| Required action |
Which lines of the data below contain "open"? Please show them all.

| Entries provided |
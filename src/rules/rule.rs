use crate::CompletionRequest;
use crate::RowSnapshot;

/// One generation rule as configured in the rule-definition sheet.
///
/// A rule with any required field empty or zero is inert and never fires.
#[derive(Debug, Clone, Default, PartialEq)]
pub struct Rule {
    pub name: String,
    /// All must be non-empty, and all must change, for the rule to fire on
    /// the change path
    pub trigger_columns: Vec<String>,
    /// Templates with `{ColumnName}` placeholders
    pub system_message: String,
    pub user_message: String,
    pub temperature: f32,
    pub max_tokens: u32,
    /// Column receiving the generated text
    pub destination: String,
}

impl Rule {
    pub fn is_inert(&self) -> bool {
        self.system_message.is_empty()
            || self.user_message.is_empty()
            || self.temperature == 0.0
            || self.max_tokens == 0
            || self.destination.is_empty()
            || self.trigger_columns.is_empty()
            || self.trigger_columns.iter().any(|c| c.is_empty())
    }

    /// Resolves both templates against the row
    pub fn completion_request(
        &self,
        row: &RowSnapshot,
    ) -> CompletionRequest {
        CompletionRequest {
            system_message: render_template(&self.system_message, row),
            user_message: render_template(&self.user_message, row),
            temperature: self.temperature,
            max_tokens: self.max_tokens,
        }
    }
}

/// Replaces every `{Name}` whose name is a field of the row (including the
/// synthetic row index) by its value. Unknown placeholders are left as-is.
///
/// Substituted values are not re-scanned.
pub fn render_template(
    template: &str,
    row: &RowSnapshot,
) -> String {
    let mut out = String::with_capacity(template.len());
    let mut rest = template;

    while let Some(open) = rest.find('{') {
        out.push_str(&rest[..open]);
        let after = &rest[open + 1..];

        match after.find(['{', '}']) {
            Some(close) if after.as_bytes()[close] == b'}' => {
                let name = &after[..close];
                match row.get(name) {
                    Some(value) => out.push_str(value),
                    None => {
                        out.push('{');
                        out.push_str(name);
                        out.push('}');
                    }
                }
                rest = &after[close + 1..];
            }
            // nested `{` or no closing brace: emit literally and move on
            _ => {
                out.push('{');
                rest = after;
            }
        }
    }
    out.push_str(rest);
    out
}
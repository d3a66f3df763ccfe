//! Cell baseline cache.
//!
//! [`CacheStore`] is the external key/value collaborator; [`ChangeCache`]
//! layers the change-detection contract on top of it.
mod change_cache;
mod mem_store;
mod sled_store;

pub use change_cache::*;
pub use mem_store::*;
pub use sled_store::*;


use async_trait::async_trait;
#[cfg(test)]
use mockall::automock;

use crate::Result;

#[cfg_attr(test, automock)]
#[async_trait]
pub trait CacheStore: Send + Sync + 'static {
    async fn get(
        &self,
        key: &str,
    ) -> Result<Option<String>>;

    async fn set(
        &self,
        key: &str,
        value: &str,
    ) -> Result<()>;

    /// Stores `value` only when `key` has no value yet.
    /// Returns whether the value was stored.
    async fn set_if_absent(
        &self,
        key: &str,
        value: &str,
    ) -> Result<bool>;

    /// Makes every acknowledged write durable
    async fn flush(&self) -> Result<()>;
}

| Written reply |
    while let Some(open) = rest.find('{') {
        out.push_str(&rest[..open]);
        let after = &rest[open + 1..];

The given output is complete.